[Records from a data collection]
____________________
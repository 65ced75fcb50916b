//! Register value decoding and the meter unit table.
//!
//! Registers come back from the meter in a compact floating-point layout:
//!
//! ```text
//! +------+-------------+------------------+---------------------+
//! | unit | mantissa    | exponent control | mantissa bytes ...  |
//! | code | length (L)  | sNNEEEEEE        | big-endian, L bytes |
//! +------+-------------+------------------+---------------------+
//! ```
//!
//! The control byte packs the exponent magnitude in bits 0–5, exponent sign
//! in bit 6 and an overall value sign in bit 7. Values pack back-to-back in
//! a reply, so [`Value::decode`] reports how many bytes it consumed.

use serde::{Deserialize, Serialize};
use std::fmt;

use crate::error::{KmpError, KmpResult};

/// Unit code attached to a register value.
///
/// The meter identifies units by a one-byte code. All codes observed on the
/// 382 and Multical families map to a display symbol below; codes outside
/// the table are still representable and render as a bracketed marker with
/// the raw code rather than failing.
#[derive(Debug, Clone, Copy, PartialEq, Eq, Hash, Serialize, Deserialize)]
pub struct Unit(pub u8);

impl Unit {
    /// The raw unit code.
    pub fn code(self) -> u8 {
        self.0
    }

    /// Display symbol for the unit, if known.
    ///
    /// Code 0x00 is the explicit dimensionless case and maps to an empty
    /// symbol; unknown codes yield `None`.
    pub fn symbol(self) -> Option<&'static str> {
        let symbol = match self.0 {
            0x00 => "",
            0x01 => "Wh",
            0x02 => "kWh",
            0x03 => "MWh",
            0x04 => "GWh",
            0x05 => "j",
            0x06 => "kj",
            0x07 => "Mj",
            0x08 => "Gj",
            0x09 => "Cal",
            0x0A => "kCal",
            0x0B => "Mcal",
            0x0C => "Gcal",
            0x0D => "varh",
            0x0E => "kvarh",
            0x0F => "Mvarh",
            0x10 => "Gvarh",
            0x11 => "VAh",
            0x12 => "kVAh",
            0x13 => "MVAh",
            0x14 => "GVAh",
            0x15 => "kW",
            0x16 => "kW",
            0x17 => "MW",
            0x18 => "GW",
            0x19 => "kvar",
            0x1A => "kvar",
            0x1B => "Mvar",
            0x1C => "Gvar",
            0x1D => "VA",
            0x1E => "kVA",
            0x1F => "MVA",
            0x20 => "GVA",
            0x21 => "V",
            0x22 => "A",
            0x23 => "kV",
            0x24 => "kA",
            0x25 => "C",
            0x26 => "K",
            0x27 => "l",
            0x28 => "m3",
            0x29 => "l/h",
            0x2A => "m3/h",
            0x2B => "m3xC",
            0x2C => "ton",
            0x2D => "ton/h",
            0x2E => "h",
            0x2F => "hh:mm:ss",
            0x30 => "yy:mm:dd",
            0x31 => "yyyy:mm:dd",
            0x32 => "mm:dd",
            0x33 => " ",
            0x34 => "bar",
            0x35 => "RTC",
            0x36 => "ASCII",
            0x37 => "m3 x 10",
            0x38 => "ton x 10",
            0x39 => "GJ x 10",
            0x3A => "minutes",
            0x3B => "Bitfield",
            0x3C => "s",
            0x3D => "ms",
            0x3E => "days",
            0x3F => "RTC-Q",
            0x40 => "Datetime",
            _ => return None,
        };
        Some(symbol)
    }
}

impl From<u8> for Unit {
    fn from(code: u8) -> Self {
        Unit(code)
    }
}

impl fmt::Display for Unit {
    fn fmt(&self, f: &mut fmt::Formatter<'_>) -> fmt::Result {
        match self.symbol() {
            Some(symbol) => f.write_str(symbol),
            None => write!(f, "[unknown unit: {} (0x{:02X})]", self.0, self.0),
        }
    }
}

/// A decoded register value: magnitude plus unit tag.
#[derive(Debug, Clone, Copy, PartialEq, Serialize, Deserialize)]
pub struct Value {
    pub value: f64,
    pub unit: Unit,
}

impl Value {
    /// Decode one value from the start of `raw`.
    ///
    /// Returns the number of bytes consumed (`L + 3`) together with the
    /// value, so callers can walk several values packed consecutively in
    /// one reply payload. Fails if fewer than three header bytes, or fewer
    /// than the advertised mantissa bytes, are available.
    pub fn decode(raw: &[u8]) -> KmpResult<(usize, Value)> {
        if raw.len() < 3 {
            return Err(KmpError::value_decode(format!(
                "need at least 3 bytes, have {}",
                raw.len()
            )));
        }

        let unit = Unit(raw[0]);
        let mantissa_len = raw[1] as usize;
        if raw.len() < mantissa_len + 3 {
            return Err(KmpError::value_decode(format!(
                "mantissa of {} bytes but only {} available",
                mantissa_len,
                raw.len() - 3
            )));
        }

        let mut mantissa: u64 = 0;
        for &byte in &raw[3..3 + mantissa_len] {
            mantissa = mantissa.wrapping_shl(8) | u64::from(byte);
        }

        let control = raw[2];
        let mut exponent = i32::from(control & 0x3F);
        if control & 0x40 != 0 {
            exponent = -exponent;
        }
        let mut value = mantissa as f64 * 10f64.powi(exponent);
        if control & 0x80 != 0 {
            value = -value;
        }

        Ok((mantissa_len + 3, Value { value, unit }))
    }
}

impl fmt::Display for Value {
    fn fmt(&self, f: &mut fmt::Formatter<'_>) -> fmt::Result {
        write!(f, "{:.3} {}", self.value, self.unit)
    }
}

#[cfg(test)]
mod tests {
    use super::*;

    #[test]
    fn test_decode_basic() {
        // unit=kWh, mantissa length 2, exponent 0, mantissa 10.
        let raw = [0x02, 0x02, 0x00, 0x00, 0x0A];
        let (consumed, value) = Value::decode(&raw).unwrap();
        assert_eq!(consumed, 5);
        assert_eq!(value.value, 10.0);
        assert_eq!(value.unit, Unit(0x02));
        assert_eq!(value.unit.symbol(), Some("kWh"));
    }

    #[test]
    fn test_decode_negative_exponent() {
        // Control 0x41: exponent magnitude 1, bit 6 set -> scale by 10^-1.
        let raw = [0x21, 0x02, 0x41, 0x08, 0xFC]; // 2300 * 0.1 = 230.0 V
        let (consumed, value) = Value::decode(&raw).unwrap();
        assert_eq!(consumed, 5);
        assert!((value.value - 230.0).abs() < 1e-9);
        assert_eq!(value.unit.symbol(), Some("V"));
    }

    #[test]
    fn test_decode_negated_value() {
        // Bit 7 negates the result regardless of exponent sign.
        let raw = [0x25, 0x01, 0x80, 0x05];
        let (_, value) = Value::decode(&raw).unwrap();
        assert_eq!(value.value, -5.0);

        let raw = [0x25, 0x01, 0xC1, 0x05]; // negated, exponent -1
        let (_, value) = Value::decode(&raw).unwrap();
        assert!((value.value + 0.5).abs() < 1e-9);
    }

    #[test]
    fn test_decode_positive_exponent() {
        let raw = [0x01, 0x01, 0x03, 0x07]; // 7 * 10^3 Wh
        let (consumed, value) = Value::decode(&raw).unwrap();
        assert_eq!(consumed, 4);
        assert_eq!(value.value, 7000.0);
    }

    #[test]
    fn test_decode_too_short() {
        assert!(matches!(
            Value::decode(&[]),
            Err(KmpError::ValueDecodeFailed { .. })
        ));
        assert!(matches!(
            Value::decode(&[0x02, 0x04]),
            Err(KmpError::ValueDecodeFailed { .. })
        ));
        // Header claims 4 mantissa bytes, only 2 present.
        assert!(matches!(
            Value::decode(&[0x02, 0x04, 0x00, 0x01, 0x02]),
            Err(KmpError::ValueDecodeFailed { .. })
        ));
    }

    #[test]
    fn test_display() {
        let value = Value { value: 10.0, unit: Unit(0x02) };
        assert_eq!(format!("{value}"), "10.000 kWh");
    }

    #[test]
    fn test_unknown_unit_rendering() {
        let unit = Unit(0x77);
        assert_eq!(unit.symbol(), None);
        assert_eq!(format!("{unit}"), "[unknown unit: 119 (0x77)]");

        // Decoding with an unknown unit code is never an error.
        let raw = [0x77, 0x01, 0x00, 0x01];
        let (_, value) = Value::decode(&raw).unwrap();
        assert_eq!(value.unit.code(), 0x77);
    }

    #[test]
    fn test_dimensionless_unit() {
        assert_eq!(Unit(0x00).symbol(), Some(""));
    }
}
____________________
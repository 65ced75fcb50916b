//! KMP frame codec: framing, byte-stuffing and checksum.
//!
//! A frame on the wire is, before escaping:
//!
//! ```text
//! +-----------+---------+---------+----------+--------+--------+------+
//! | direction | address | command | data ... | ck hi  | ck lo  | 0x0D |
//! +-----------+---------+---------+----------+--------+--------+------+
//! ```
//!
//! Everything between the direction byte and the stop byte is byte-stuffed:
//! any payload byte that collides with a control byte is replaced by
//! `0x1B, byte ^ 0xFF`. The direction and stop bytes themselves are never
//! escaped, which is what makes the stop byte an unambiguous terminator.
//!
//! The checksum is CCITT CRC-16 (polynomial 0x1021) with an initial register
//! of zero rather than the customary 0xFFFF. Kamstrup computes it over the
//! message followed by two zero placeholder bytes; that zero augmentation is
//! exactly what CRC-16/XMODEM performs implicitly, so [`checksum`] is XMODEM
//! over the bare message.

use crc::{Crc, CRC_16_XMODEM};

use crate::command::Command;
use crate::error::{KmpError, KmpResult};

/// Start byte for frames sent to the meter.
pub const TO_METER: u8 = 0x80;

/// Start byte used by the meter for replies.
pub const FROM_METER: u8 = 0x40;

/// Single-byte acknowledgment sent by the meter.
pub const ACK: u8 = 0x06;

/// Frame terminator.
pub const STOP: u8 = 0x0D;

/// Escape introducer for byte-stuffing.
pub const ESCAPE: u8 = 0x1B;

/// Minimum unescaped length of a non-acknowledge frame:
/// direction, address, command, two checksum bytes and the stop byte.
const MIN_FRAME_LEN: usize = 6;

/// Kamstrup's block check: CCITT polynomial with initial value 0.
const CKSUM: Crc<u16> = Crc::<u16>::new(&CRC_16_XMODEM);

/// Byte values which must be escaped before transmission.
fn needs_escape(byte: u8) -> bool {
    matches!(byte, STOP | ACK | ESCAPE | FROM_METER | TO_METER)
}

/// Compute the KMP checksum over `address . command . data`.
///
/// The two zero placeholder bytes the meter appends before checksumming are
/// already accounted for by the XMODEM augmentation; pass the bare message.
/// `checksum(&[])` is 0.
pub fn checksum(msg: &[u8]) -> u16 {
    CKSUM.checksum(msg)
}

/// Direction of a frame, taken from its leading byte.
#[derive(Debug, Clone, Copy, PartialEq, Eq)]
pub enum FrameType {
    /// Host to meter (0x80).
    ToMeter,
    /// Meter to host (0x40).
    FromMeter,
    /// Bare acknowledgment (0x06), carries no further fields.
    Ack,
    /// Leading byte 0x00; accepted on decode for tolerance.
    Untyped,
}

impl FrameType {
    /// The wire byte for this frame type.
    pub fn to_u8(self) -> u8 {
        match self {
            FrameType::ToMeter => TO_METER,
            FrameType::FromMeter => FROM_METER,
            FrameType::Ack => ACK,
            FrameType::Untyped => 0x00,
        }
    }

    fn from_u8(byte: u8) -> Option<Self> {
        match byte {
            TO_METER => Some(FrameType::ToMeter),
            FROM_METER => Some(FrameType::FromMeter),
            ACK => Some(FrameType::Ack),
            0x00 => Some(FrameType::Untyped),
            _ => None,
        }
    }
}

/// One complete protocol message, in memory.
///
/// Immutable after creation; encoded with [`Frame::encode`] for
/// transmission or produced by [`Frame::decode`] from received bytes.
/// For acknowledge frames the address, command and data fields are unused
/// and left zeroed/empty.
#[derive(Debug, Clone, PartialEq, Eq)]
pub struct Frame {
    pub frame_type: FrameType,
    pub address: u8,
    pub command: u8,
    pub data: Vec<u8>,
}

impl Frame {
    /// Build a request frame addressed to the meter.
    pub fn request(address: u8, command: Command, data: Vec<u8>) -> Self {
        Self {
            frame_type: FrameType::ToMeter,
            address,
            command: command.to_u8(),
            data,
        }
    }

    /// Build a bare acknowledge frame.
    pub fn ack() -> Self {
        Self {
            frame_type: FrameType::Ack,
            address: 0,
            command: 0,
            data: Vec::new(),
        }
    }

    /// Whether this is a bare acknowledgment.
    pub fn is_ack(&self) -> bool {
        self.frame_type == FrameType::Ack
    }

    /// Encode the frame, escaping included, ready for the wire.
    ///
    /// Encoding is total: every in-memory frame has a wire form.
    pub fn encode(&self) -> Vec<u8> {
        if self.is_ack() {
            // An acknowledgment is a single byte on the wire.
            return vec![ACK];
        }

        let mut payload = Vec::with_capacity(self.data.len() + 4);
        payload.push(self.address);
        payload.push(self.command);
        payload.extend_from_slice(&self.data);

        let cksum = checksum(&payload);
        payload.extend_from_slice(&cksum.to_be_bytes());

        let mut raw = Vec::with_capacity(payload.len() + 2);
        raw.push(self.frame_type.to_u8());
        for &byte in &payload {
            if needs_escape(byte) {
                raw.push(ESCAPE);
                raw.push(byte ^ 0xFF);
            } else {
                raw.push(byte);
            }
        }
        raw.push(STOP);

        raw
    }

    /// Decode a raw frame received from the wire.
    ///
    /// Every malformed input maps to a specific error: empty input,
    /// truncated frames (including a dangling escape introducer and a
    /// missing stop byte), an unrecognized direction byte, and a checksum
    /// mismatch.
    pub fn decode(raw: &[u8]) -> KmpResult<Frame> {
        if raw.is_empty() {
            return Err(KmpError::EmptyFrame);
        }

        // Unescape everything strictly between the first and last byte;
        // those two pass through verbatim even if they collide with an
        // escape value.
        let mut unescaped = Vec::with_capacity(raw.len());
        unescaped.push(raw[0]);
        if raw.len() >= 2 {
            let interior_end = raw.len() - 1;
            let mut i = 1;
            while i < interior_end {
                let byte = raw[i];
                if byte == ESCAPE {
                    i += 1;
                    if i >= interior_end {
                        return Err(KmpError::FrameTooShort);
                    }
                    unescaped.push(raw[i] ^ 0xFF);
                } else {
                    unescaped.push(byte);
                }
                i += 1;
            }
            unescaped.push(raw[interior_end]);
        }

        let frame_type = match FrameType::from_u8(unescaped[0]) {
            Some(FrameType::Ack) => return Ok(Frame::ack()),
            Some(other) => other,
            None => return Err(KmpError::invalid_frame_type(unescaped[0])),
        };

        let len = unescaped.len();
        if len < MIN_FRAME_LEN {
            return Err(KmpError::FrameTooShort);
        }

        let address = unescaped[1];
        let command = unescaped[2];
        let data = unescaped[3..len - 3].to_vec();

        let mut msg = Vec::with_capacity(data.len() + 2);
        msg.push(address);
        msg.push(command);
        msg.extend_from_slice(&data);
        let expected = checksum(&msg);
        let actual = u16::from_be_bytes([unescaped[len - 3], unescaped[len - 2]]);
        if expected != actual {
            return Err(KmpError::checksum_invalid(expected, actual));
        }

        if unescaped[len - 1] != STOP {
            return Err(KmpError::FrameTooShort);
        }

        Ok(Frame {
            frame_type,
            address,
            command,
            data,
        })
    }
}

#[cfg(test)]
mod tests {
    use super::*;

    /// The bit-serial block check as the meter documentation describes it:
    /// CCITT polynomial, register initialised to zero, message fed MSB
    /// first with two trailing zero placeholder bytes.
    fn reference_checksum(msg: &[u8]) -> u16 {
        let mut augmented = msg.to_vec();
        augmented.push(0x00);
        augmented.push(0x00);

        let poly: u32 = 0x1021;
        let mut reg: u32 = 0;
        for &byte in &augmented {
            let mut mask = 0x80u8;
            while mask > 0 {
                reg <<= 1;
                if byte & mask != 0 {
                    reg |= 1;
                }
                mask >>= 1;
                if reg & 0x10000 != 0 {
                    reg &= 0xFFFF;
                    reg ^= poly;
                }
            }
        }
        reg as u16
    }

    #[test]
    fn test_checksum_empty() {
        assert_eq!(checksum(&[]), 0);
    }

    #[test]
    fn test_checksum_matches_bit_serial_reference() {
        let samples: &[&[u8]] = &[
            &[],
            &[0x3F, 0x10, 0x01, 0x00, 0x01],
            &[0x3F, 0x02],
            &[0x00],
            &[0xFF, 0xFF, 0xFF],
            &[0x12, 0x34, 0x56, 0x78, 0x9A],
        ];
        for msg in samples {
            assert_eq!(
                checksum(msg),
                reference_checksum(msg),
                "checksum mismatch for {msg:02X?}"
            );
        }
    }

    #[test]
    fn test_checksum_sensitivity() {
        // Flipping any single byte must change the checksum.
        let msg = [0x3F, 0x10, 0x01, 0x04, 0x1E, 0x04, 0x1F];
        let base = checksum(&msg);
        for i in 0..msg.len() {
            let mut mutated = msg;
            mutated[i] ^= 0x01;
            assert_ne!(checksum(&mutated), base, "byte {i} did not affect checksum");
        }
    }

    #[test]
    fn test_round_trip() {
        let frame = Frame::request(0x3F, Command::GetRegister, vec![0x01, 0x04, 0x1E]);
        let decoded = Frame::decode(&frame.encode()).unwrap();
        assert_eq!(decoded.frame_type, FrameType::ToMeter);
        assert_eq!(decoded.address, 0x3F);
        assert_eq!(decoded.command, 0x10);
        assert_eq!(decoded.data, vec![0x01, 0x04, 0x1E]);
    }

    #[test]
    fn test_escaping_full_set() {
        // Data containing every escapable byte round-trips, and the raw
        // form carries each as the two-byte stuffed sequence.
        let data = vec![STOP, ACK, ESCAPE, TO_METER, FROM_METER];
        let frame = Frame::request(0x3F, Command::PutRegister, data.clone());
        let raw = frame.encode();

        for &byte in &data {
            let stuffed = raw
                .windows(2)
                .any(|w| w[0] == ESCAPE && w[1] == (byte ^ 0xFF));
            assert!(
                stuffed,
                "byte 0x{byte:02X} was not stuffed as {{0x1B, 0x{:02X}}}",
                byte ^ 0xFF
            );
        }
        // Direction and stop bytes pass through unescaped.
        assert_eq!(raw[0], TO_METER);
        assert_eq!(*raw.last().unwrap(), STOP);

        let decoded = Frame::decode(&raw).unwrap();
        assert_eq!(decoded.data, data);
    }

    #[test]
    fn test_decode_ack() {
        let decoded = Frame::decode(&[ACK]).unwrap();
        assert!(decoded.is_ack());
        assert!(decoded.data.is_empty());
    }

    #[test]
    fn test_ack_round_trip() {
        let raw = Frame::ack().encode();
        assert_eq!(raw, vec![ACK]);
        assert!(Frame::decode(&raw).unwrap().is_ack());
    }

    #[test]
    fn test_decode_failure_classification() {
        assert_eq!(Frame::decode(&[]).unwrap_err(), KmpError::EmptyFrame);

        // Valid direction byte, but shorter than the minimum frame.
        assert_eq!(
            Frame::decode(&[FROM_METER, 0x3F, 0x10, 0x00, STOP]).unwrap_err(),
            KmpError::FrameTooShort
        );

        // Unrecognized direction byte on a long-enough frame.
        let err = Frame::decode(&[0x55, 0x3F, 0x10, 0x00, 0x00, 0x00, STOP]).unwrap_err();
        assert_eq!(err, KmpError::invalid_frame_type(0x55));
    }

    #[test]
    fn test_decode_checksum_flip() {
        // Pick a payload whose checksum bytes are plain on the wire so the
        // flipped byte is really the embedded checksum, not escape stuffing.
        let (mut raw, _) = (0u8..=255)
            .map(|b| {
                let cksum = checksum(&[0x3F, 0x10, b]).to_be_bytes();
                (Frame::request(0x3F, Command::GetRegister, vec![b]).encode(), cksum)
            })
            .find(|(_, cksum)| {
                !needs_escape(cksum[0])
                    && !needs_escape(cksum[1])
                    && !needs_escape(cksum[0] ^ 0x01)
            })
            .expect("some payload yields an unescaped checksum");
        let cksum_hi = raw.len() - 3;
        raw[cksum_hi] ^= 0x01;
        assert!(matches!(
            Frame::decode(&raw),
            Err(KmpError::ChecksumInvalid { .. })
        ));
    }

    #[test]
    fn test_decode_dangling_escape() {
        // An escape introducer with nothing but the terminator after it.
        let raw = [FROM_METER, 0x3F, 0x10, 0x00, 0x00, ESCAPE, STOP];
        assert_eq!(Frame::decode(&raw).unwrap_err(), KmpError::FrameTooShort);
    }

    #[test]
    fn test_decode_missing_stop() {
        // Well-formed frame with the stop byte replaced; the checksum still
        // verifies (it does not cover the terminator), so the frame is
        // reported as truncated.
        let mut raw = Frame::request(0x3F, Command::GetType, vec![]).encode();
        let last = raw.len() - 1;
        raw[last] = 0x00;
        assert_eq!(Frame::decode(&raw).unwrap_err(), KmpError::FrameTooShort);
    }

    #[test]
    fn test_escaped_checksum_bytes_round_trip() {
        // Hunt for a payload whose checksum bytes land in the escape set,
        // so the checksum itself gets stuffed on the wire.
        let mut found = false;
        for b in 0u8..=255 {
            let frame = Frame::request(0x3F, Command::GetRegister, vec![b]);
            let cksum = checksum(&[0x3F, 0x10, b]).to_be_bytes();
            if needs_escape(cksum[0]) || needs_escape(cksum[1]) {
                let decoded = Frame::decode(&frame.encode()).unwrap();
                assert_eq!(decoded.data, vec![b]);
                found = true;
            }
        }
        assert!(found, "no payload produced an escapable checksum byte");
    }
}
____________________
▶ **To do**: Within the records above, find every line containing "mismatch" and report only how many there are.

▶ **Exercise output**: 2